No me falta la fuerza, lo que me falta, a ratos, es algo mucho más profundo, más grande, más poderoso. Muy a menudo lo busco porque en estados de conciencia normales suelo poseerlo en grandes dosis. Resulta que el optimismo, ese abstracto, la mirada limpia al futuro, es producto de la coincidencia de otros factores. Hoy me faltan todos.
Aprenderemos a perder, de eso estoy segura. También aprenderemos a sobrevivir a pesar y después de las pérdidas.
Lo primero que se hizo perdidizo fue la libertad de locomoción. El siglo XXI se ha caracterizado por una apertura de fronteras más o menos relajada. Hasta hace apenas unas semanas, podíamos viajar a casi cualquier destino del mundo. Hasta los planes de financiamiento para el arte de la travesía son realidades del mercado. Eran, en todo caso. Ojalá vuelvan a serlo.
Perdimos la capacidad de planificar el año, las vacaciones, el ahorro. Perdimos certezas hasta hace pocas semanas inamovibles. La forma de comprar, por ejemplo. La forma de vender, otro ejemplo. La libertad de reunirnos con quienes queremos, cuando y donde nos apetece. La celebración de la amistad con abrazos y presencia y conversaciones dando vueltas alrededor de interminables tazas de café, está en pausa. Suspendido en el tiempo queda todo intento de cercanía física, hasta nueva orden.

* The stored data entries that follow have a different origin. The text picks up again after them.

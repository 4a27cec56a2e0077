// Copyright 2026 the garnet authors
//
// Licensed under the Apache License, Version 2.0 (the "License");
// you may not use this file except in compliance with the License.
// You may obtain a copy of the License at
//
//     http://www.apache.org/licenses/LICENSE-2.0
//
// Unless required by applicable law or agreed to in writing, software
// distributed under the License is distributed on an "AS IS" BASIS,
// WITHOUT WARRANTIES OR CONDITIONS OF ANY KIND, either express or implied.
// See the License for the specific language governing permissions and
// limitations under the License.

//! Compatibility-keyed caches for render passes, framebuffers, and
//! pipeline state objects.

mod framebuffer;
mod pipeline;
mod render_pass;

pub use render_pass::PassCompatKey;

pub(crate) use framebuffer::FramebufferCache;
pub(crate) use pipeline::PipelineCache;
pub(crate) use render_pass::RenderPassCache;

Quiero pensar que este aprendizaje, la nueva certeza de que casi nada es realmente certero, será una ganancia.
La vulnerabilidad de nuestra naturaleza se pone en evidencia en estos momentos. También la inmensa capacidad de adaptación. La videollamada familiar es una muestra pequeña, pero clara de esa capacidad.
En estos momentos, ante la necesidad visceral de conexión, el recurso tecnológico es una mentirita blanca, un simulacro con miras a un rato de familia, una pausa chiquita dentro de esta inmensa pausa en la que el mundo aguarda.

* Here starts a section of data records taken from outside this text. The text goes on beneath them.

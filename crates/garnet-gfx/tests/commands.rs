// Copyright 2026 the garnet authors
//
// Licensed under the Apache License, Version 2.0 (the "License");
// you may not use this file except in compliance with the License.
// You may obtain a copy of the License at
//
//     http://www.apache.org/licenses/LICENSE-2.0
//
// Unless required by applicable law or agreed to in writing, software
// distributed under the License is distributed on an "AS IS" BASIS,
// WITHOUT WARRANTIES OR CONDITIONS OF ANY KIND, either express or implied.
// See the License for the specific language governing permissions and
// limitations under the License.

mod common;

use common::{color_pass, render_target, simple_pipeline, test_context};
use garnet_core::memory::BufferUsage;
use garnet_core::state::{BlendStateDesc, PrimitiveTopology};
use garnet_gfx::{ListKind, MemoryLocation, NullCommand, StateFlags};

#[test]
fn redundant_state_changes_emit_nothing() {
    let (device, gfx) = test_context();
    let target = render_target(&gfx, 64, 64);
    let pipeline = simple_pipeline(&gfx);
    let vertices = gfx
        .create_buffer(256, BufferUsage::VERTEX, MemoryLocation::Dynamic, None)
        .unwrap();

    gfx.begin_frame().unwrap();
    let mut list = gfx.begin_pass(&color_pass(&target), ListKind::Buffered).unwrap();
    list.bind_pipeline(&pipeline);
    list.bind_vertex_buffer(&vertices, 0);
    list.draw(PrimitiveTopology::TriangleList, 0..3, None).unwrap();

    // Re-applying identical state dirties nothing.
    let default_blend = gfx.blend_state(BlendStateDesc::default());
    for _ in 0..5 {
        list.bind_pipeline(&pipeline);
        list.bind_vertex_buffer(&vertices, 0);
        list.set_blend_state(&default_blend);
    }
    list.draw(PrimitiveTopology::TriangleList, 0..3, None).unwrap();
    gfx.submit_pass(list).unwrap();
    gfx.end_frame().unwrap();

    let commands = device.submitted_commands();
    assert!(matches!(commands[0], NullCommand::BeginPass { .. }));
    assert!(matches!(commands[1], NullCommand::BindPipeline(_)));
    assert!(matches!(commands[2], NullCommand::SetViewport(_)));
    assert!(matches!(commands[3], NullCommand::SetScissor(_)));
    assert!(matches!(commands[4], NullCommand::BindVertexBuffer { .. }));
    assert!(matches!(
        commands[5],
        NullCommand::Draw {
            vertex_count: 3,
            first_vertex: 0
        }
    ));
    // The second draw follows with no state commands in between.
    assert!(matches!(
        commands[6],
        NullCommand::Draw {
            vertex_count: 3,
            first_vertex: 0
        }
    ));
    assert!(matches!(commands[7], NullCommand::EndPass));
    assert_eq!(commands.len(), 8);
}

#[test]
fn changed_blend_state_switches_pipeline_once() {
    let (device, gfx) = test_context();
    let target = render_target(&gfx, 64, 64);
    let pipeline = simple_pipeline(&gfx);

    gfx.begin_frame().unwrap();
    let mut list = gfx.begin_pass(&color_pass(&target), ListKind::Buffered).unwrap();
    list.bind_pipeline(&pipeline);
    list.draw(PrimitiveTopology::TriangleList, 0..3, None).unwrap();

    let alpha = gfx.blend_state(BlendStateDesc::alpha_blend());
    list.set_blend_state(&alpha);
    list.draw(PrimitiveTopology::TriangleList, 0..3, None).unwrap();
    gfx.submit_pass(list).unwrap();
    gfx.end_frame().unwrap();

    let binds: Vec<_> = device
        .submitted_commands()
        .into_iter()
        .filter_map(|command| match command {
            NullCommand::BindPipeline(pipeline) => Some(pipeline),
            _ => None,
        })
        .collect();
    assert_eq!(binds.len(), 2);
    assert_ne!(binds[0], binds[1]);
    assert_eq!(device.pipelines_created(), 2);
}

#[test]
fn child_commands_land_between_parent_commands() {
    let (device, gfx) = test_context();
    let target = render_target(&gfx, 64, 64);
    let pipeline = simple_pipeline(&gfx);

    gfx.begin_frame().unwrap();
    let mut list = gfx.begin_pass(&color_pass(&target), ListKind::Buffered).unwrap();
    list.bind_pipeline(&pipeline);
    list.draw(PrimitiveTopology::TriangleList, 0..3, None).unwrap();

    let mut child = list.create_child(StateFlags::ALL);
    child.draw(PrimitiveTopology::TriangleList, 0..6, None).unwrap();
    list.submit_child(child).unwrap();

    list.draw(PrimitiveTopology::TriangleList, 0..9, None).unwrap();
    gfx.submit_pass(list).unwrap();
    gfx.end_frame().unwrap();

    let draws: Vec<u32> = device
        .submitted_commands()
        .into_iter()
        .filter_map(|command| match command {
            NullCommand::Draw { vertex_count, .. } => Some(vertex_count),
            _ => None,
        })
        .collect();
    assert_eq!(draws, vec![3, 6, 9]);
}

#[test]
fn empty_direct_list_records_no_native_commands() {
    let (device, gfx) = test_context();
    let target = render_target(&gfx, 64, 64);

    gfx.begin_frame().unwrap();
    let list = gfx.begin_pass(&color_pass(&target), ListKind::Direct).unwrap();
    gfx.submit_pass(list).unwrap();
    gfx.end_frame().unwrap();

    let commands = device.submitted_commands();
    assert_eq!(commands.len(), 2);
    assert!(matches!(commands[0], NullCommand::BeginPass { .. }));
    assert!(matches!(commands[1], NullCommand::EndPass));
}

#[test]
fn direct_list_flattens_through_secondary_execution() {
    let (device, gfx) = test_context();
    let target = render_target(&gfx, 64, 64);
    let pipeline = simple_pipeline(&gfx);

    gfx.begin_frame().unwrap();
    let mut list = gfx.begin_pass(&color_pass(&target), ListKind::Direct).unwrap();
    list.bind_pipeline(&pipeline);
    list.draw(PrimitiveTopology::TriangleList, 0..3, None).unwrap();
    gfx.submit_pass(list).unwrap();
    gfx.end_frame().unwrap();

    // The primary stream holds an execute of the secondary buffer.
    let primary = device.submissions()[0];
    assert!(device
        .commands(primary)
        .iter()
        .any(|command| matches!(command, NullCommand::Execute(_))));
    assert!(device
        .submitted_commands()
        .iter()
        .any(|command| matches!(command, NullCommand::Draw { vertex_count: 3, .. })));
}

#[test]
fn pop_state_restores_previous_pipeline_without_recompiling() {
    let (device, gfx) = test_context();
    let target = render_target(&gfx, 64, 64);
    let pipeline = simple_pipeline(&gfx);

    gfx.begin_frame().unwrap();
    let mut list = gfx.begin_pass(&color_pass(&target), ListKind::Buffered).unwrap();
    list.bind_pipeline(&pipeline);
    list.draw(PrimitiveTopology::TriangleList, 0..3, None).unwrap();

    list.push_state(StateFlags::BLEND);
    let alpha = gfx.blend_state(BlendStateDesc::alpha_blend());
    list.set_blend_state(&alpha);
    list.draw(PrimitiveTopology::TriangleList, 0..3, None).unwrap();
    list.pop_state();
    list.draw(PrimitiveTopology::TriangleList, 0..3, None).unwrap();

    gfx.submit_pass(list).unwrap();
    gfx.end_frame().unwrap();

    let binds: Vec<_> = device
        .submitted_commands()
        .into_iter()
        .filter_map(|command| match command {
            NullCommand::BindPipeline(pipeline) => Some(pipeline),
            _ => None,
        })
        .collect();
    assert_eq!(binds.len(), 3);
    assert_eq!(binds[0], binds[2]);
    assert_ne!(binds[0], binds[1]);
    assert_eq!(device.pipelines_created(), 2);
}

#[test]
#[should_panic(expected = "pop_state without a matching push_state")]
fn unbalanced_pop_state_panics() {
    let (_device, gfx) = test_context();
    let target = render_target(&gfx, 64, 64);
    let mut list = gfx.begin_pass(&color_pass(&target), ListKind::Buffered).unwrap();
    list.pop_state();
}

#[test]
#[should_panic(expected = "runs backwards")]
fn backwards_draw_range_panics() {
    let (_device, gfx) = test_context();
    let target = render_target(&gfx, 64, 64);
    let pipeline = simple_pipeline(&gfx);

    gfx.begin_frame().unwrap();
    let mut list = gfx.begin_pass(&color_pass(&target), ListKind::Buffered).unwrap();
    list.bind_pipeline(&pipeline);
    let _ = list.draw(PrimitiveTopology::TriangleList, 3..0, None);
}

Utilizar la tecnología para simular un almuerzo de miércoles en casa de mi madre es una forma entre muchas de inventar esperanza. Me han dado una lección, los miembros de mi clan. Para la próxima reunión, pondré color en mis labios y soltaré mi cabello. Procuraré sentir que estoy en casa de mi mamá, que mis sobrinas entran uniformadas y me atrapan con abrazos olorosos a splash de vainilla, que me besan con dulzura de niñas. Haré de caso que los chicos también entran en el comedor dejando gallitos flotando en el aire cuando la voz los traiciona, que me saludan con su amor adolescente. Imaginaré que estamos presentes todos los ausentes.
Faltarán la sopa y las tortillas con queso derretido. Ellas tendrán que esperar.